Stored data
- Opening Delimiter -

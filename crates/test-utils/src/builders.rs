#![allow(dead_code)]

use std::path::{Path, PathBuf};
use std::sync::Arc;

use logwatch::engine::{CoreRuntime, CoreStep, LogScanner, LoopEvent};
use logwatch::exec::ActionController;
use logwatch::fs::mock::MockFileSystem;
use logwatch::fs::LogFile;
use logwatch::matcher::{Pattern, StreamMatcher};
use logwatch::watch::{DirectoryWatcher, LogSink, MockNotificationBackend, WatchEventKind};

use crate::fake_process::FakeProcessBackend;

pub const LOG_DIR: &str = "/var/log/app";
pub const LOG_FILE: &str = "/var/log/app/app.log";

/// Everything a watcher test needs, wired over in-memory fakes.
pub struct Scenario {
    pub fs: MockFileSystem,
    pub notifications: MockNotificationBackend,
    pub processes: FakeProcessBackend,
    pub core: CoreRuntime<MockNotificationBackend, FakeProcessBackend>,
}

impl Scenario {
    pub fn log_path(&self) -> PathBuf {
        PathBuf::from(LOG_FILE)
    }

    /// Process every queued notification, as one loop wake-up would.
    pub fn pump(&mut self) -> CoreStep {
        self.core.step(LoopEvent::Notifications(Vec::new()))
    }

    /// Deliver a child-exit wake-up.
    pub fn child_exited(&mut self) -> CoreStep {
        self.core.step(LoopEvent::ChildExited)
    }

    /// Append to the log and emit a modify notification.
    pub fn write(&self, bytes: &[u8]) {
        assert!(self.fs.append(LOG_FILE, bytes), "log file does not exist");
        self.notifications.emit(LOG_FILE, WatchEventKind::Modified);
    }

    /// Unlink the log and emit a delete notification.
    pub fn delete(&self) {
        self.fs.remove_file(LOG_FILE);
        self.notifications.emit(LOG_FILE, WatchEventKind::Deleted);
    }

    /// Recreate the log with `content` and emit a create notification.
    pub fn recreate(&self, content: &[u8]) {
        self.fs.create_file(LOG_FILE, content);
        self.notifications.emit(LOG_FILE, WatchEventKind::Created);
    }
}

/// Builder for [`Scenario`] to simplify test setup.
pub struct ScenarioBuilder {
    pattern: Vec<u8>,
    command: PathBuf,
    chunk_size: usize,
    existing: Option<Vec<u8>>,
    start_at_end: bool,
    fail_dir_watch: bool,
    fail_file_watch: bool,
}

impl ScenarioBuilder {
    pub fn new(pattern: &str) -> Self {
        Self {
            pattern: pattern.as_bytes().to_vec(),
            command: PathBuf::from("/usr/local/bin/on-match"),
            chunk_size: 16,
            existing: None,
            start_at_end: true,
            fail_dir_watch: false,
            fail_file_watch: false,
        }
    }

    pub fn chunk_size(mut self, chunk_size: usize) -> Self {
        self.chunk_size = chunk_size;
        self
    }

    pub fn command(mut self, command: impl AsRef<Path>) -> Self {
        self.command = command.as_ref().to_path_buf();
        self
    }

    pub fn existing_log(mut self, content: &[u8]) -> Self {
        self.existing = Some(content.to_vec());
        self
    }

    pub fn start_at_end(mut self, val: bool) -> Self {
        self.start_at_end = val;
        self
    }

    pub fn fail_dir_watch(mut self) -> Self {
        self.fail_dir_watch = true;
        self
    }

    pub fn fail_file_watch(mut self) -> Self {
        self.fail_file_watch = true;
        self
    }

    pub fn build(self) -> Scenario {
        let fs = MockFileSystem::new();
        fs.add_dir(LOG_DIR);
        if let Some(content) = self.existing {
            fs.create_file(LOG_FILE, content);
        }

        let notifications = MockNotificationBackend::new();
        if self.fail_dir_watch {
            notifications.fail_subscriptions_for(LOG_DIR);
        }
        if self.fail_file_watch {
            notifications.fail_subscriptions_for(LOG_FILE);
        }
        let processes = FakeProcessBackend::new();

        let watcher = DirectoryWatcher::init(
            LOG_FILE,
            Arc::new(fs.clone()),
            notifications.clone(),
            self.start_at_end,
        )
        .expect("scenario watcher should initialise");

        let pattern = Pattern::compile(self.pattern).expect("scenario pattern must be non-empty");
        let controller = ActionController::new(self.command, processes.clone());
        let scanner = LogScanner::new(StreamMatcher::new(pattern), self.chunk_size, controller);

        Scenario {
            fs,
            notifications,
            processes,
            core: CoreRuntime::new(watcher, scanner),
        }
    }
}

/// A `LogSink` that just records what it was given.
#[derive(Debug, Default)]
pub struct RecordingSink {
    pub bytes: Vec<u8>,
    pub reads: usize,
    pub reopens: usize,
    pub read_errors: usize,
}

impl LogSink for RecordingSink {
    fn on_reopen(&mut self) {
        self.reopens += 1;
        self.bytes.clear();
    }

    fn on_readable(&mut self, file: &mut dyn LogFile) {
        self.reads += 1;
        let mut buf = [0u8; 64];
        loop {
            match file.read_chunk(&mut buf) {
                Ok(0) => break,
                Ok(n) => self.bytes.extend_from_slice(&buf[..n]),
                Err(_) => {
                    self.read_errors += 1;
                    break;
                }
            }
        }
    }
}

- Closing Delimiter -
- Opening Delimiter -

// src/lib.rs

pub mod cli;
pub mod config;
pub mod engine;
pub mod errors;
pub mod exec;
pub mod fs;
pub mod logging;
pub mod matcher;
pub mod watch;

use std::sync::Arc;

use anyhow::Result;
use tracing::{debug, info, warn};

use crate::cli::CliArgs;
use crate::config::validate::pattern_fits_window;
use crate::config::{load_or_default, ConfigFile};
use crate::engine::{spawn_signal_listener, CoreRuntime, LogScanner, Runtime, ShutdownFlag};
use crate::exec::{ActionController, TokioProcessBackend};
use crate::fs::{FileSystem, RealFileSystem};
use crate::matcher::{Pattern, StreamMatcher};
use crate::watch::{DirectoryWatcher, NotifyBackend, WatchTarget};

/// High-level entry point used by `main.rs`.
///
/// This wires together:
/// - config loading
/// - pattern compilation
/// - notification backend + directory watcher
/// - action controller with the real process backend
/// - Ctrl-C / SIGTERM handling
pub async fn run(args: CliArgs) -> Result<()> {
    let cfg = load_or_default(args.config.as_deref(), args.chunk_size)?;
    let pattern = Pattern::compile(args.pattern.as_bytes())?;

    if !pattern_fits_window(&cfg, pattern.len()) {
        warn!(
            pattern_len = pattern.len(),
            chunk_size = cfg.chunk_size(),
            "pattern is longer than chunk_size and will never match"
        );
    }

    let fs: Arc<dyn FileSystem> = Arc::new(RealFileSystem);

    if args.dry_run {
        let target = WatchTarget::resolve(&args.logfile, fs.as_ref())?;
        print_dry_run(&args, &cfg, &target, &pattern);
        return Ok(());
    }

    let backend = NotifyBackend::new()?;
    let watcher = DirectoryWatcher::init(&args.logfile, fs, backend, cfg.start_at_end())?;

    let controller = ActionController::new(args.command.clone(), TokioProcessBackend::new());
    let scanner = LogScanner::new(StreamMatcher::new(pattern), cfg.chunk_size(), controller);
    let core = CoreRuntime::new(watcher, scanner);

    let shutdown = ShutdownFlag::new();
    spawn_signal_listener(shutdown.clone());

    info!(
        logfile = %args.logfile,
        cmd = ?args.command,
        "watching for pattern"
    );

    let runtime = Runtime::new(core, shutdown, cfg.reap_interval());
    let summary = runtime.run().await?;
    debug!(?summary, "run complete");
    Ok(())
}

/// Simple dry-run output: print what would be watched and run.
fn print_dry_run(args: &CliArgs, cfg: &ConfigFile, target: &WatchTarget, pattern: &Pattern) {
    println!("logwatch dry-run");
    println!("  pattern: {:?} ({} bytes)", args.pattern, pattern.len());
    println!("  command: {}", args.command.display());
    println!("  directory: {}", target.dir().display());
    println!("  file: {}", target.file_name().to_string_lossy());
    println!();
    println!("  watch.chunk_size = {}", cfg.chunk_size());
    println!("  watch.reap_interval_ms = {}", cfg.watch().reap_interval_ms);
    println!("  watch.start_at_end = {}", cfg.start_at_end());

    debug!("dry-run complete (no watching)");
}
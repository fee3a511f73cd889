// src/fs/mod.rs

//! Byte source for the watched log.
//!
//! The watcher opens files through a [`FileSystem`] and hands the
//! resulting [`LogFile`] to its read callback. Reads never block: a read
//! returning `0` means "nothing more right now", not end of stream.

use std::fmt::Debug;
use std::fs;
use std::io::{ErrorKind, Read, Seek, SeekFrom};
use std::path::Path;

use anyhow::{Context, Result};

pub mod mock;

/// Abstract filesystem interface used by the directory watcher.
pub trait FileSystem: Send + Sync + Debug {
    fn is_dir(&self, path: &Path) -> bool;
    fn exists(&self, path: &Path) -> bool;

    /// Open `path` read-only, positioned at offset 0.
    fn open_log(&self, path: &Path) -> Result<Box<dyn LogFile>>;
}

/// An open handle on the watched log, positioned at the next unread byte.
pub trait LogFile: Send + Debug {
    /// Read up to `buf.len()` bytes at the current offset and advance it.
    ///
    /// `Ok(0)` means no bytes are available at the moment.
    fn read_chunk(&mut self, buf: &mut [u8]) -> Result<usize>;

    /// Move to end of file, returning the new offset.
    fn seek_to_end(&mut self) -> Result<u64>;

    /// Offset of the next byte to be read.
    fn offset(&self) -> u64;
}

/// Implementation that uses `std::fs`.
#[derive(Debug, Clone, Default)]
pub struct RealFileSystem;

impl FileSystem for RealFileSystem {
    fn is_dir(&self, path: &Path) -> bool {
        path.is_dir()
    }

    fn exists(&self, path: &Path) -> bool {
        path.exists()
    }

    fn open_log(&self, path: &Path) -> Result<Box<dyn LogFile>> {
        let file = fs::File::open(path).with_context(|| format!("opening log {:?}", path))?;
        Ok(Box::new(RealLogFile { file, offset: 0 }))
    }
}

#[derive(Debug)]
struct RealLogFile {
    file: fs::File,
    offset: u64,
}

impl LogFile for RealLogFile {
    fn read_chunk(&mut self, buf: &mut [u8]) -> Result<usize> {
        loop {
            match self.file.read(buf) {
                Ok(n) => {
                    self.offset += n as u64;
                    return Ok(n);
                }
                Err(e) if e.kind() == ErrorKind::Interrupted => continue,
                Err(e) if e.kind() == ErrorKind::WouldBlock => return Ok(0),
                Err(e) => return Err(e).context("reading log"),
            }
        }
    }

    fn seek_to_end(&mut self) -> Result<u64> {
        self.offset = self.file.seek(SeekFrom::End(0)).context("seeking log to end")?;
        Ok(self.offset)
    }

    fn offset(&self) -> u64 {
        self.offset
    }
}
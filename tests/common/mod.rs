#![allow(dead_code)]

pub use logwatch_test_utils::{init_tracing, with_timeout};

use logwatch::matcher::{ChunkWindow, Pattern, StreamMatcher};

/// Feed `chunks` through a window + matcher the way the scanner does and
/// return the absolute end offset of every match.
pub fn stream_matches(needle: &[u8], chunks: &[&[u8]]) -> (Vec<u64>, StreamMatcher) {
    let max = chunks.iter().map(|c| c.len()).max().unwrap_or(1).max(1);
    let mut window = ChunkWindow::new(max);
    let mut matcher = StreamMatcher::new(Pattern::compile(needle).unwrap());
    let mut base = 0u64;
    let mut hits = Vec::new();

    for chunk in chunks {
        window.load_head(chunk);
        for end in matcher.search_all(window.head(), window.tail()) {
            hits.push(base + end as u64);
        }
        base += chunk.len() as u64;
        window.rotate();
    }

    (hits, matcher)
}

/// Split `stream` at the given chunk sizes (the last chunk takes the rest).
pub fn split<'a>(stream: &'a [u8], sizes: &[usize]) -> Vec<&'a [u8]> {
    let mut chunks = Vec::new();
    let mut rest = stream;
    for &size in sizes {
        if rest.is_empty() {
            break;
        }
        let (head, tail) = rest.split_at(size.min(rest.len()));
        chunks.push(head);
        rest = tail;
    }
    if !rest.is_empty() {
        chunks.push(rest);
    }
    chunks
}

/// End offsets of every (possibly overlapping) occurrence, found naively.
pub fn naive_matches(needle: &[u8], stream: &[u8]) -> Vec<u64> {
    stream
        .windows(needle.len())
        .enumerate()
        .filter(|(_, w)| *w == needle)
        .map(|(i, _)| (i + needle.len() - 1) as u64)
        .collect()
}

- Closing Delimiter -
- Opening Delimiter -

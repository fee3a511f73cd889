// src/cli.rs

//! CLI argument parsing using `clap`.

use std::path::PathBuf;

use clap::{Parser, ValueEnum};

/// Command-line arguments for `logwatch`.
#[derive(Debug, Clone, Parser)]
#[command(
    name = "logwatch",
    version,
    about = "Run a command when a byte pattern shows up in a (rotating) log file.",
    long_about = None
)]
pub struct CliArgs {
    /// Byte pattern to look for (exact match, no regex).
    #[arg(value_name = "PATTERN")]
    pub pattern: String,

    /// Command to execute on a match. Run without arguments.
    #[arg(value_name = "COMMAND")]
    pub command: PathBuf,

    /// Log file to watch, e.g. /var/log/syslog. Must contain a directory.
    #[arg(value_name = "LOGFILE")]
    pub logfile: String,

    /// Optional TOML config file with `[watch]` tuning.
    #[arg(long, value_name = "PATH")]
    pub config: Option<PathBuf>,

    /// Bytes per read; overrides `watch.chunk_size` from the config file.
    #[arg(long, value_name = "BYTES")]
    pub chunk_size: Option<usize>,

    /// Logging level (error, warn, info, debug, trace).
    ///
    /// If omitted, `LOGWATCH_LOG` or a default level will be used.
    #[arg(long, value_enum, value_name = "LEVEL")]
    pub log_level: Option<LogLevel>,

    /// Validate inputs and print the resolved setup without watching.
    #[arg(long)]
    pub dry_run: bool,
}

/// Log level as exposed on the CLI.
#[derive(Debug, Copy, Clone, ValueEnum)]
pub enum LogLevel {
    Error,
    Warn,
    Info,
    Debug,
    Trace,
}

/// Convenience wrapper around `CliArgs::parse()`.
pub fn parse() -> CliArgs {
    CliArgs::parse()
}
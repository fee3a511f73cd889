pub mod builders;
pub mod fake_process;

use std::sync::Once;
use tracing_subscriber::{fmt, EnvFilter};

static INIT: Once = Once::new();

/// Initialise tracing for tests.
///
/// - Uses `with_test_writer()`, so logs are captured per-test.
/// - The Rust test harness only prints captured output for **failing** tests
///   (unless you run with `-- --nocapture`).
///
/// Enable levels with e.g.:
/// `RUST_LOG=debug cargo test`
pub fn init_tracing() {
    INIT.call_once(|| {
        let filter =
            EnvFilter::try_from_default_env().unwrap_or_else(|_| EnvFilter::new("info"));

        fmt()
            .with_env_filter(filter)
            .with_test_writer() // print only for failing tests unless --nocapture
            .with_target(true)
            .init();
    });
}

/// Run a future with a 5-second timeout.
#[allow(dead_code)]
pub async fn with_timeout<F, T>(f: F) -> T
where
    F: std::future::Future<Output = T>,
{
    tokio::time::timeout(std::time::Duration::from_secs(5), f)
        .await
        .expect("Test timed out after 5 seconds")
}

- Closing Delimiter -

■ What this task involves ■
Copy the stretch of the records above that runs from the line with "use std::fmt::Debug;" through the line with "let file = fs::File::open(path).with_context(||". Both end lines belong in the copy, and nothing else does.

■ Output of the exercise ■
use std::fmt::Debug;
use std::fs;
use std::io::{ErrorKind, Read, Seek, SeekFrom};
use std::path::Path;

use anyhow::{Context, Result};

pub mod mock;

/// Abstract filesystem interface used by the directory watcher.
pub trait FileSystem: Send + Sync + Debug {
    fn is_dir(&self, path: &Path) -> bool;
    fn exists(&self, path: &Path) -> bool;

    /// Open `path` read-only, positioned at offset 0.
    fn open_log(&self, path: &Path) -> Result<Box<dyn LogFile>>;
}

/// An open handle on the watched log, positioned at the next unread byte.
pub trait LogFile: Send + Debug {
    /// Read up to `buf.len()` bytes at the current offset and advance it.
    ///
    /// `Ok(0)` means no bytes are available at the moment.
    fn read_chunk(&mut self, buf: &mut [u8]) -> Result<usize>;

    /// Move to end of file, returning the new offset.
    fn seek_to_end(&mut self) -> Result<u64>;

    /// Offset of the next byte to be read.
    fn offset(&self) -> u64;
}

/// Implementation that uses `std::fs`.
#[derive(Debug, Clone, Default)]
pub struct RealFileSystem;

impl FileSystem for RealFileSystem {
    fn is_dir(&self, path: &Path) -> bool {
        path.is_dir()
    }

    fn exists(&self, path: &Path) -> bool {
        path.exists()
    }

    fn open_log(&self, path: &Path) -> Result<Box<dyn LogFile>> {
        let file = fs::File::open(path).with_context(|| format!("opening log {:?}", path))?;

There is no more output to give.